Could you give the number of lines in the entries below that contain the word "scene"? Only the number is wanted.

===== SOURCE INFORMATION

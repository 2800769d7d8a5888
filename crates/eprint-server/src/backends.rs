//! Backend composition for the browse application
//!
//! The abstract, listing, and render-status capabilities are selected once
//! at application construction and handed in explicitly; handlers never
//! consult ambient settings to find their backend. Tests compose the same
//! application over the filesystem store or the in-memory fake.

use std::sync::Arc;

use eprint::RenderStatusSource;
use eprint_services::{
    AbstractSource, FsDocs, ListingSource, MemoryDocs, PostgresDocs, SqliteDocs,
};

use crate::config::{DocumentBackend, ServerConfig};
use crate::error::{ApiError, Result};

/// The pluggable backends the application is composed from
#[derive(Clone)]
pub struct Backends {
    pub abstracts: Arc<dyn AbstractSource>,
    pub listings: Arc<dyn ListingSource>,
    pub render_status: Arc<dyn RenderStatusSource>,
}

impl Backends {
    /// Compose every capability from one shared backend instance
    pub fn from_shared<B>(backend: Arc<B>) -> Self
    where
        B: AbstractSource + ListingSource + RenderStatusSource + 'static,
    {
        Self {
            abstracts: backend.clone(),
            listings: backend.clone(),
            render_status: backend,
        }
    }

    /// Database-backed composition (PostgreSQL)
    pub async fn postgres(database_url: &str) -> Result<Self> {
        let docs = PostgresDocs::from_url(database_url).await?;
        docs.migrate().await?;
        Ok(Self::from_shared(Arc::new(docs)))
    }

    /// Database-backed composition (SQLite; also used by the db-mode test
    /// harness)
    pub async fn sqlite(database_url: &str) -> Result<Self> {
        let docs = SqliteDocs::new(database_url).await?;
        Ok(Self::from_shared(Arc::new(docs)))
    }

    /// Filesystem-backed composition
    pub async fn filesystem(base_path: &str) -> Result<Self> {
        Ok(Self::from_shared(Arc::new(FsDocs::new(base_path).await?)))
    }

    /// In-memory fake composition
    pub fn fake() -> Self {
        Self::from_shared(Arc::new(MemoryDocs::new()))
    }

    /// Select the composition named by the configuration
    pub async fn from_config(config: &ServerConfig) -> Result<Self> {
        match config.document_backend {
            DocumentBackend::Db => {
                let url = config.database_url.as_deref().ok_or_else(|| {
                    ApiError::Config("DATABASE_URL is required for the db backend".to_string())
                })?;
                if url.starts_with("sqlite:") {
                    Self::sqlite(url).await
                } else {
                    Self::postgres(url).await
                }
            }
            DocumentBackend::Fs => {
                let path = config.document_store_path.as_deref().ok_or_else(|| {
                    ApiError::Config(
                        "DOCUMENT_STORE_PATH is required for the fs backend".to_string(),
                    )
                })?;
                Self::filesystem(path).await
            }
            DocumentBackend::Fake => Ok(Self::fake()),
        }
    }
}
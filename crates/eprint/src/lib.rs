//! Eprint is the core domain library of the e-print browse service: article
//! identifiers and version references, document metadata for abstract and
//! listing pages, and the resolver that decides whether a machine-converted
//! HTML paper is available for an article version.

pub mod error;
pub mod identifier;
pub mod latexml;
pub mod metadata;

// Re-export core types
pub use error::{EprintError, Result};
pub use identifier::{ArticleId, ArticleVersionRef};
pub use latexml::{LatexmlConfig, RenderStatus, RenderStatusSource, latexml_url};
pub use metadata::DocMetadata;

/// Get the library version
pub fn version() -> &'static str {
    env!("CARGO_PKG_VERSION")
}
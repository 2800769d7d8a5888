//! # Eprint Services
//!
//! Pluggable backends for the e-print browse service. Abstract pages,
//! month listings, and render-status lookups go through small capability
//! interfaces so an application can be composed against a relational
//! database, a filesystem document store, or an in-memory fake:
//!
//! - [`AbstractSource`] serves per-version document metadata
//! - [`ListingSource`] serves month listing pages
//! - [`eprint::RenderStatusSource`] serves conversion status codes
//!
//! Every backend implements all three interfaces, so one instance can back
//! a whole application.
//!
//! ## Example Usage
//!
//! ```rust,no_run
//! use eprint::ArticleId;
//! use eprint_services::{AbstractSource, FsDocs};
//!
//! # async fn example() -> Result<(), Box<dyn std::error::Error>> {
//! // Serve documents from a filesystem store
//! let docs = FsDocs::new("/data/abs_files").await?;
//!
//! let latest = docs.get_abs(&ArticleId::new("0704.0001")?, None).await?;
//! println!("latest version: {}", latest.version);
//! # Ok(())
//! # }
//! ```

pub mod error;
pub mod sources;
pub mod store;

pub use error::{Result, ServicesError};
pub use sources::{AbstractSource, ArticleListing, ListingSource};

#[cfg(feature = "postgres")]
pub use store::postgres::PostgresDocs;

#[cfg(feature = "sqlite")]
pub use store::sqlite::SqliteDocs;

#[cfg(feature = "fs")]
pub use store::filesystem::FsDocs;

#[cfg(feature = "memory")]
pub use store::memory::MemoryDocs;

==========
===== SOURCE INFORMATION

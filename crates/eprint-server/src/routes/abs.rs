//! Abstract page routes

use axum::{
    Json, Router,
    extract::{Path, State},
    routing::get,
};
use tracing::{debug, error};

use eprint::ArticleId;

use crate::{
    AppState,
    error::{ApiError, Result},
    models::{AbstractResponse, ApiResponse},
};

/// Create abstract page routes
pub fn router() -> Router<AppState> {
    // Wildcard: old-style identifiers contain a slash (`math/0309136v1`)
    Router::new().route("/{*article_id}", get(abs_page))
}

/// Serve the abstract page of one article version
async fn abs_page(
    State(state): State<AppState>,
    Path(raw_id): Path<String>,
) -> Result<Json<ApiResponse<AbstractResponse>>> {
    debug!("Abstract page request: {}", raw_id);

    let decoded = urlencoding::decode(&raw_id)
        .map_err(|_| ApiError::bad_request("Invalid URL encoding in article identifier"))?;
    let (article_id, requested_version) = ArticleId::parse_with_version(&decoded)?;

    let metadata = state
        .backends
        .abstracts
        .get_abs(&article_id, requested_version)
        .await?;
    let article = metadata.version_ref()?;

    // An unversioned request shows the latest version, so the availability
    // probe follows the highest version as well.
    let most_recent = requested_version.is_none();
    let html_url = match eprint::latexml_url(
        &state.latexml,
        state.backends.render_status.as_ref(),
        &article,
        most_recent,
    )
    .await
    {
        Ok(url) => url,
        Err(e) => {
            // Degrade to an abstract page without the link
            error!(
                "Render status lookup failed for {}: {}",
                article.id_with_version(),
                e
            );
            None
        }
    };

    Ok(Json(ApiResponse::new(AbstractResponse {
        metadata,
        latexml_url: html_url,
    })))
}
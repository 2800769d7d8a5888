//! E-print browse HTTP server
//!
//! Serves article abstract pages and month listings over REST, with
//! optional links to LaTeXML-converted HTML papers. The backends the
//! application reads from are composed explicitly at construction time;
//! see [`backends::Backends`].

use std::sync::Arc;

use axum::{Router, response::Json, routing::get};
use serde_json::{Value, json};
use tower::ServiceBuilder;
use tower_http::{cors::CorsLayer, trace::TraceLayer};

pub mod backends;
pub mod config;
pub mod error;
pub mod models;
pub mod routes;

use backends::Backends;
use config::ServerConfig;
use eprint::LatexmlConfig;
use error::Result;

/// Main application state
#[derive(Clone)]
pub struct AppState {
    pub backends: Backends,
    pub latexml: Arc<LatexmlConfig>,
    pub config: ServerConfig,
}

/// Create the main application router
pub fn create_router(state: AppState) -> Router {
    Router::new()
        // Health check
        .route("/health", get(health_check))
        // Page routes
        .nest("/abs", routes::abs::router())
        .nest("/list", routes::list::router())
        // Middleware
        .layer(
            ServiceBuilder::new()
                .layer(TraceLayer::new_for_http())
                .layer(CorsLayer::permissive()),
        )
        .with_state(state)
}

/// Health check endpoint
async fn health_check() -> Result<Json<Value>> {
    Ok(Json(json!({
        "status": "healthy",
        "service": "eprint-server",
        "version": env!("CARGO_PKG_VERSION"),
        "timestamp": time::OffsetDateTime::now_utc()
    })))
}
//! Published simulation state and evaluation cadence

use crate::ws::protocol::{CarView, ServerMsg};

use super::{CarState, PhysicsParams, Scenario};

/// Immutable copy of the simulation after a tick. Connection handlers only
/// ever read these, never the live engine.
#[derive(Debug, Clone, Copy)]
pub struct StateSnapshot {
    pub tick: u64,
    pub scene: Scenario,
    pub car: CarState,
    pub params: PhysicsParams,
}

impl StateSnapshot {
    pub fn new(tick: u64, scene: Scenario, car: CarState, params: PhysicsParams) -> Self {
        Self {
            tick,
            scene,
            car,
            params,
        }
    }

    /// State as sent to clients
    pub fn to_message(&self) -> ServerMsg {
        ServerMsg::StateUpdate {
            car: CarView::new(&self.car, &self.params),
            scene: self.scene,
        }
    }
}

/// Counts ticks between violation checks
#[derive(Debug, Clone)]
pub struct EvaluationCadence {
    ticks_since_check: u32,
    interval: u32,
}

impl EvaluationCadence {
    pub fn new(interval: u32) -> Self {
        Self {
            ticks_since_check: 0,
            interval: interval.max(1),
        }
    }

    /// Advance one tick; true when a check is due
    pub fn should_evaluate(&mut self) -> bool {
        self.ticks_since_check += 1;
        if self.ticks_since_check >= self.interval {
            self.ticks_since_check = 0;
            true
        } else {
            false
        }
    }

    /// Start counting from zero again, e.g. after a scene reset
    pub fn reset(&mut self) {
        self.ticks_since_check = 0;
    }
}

==========
===== SOURCE INFORMATION

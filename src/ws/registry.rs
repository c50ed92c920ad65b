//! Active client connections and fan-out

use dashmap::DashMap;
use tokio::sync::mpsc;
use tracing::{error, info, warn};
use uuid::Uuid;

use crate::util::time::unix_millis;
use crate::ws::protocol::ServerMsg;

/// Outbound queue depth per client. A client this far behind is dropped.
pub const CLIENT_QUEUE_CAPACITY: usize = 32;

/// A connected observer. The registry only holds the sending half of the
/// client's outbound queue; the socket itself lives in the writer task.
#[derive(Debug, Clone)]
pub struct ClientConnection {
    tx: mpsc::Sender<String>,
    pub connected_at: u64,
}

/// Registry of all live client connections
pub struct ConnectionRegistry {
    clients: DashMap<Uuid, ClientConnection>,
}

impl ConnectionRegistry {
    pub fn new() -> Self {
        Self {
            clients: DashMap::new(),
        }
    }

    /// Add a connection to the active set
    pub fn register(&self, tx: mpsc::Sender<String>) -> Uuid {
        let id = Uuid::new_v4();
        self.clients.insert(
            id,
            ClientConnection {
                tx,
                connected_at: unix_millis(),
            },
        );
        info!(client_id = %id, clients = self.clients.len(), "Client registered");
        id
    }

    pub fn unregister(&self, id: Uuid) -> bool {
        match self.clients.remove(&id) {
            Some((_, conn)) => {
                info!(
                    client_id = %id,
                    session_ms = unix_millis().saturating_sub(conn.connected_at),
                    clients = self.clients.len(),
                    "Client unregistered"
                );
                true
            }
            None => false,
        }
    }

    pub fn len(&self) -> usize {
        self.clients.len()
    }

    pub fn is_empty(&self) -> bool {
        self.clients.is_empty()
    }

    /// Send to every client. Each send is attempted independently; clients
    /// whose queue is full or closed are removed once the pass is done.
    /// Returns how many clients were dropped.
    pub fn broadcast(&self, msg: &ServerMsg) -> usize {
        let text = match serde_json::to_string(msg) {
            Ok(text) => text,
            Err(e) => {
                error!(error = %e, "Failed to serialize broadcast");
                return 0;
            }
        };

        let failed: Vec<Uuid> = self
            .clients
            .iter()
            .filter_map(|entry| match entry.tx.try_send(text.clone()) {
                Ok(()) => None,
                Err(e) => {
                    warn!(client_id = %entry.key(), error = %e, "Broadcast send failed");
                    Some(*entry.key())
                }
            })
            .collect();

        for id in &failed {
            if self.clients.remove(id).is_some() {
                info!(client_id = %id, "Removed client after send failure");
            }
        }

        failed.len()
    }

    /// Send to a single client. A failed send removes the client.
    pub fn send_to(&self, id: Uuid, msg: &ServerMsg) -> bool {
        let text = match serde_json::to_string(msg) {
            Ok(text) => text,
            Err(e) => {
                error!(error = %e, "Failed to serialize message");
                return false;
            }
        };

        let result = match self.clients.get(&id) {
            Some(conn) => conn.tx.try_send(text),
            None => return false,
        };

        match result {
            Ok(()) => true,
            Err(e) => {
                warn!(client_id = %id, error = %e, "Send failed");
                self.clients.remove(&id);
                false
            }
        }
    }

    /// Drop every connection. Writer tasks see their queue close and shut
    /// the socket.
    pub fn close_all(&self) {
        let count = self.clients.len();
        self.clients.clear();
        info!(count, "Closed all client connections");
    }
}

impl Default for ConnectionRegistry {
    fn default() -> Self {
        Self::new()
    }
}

==========

= ANSWER BELOW =
5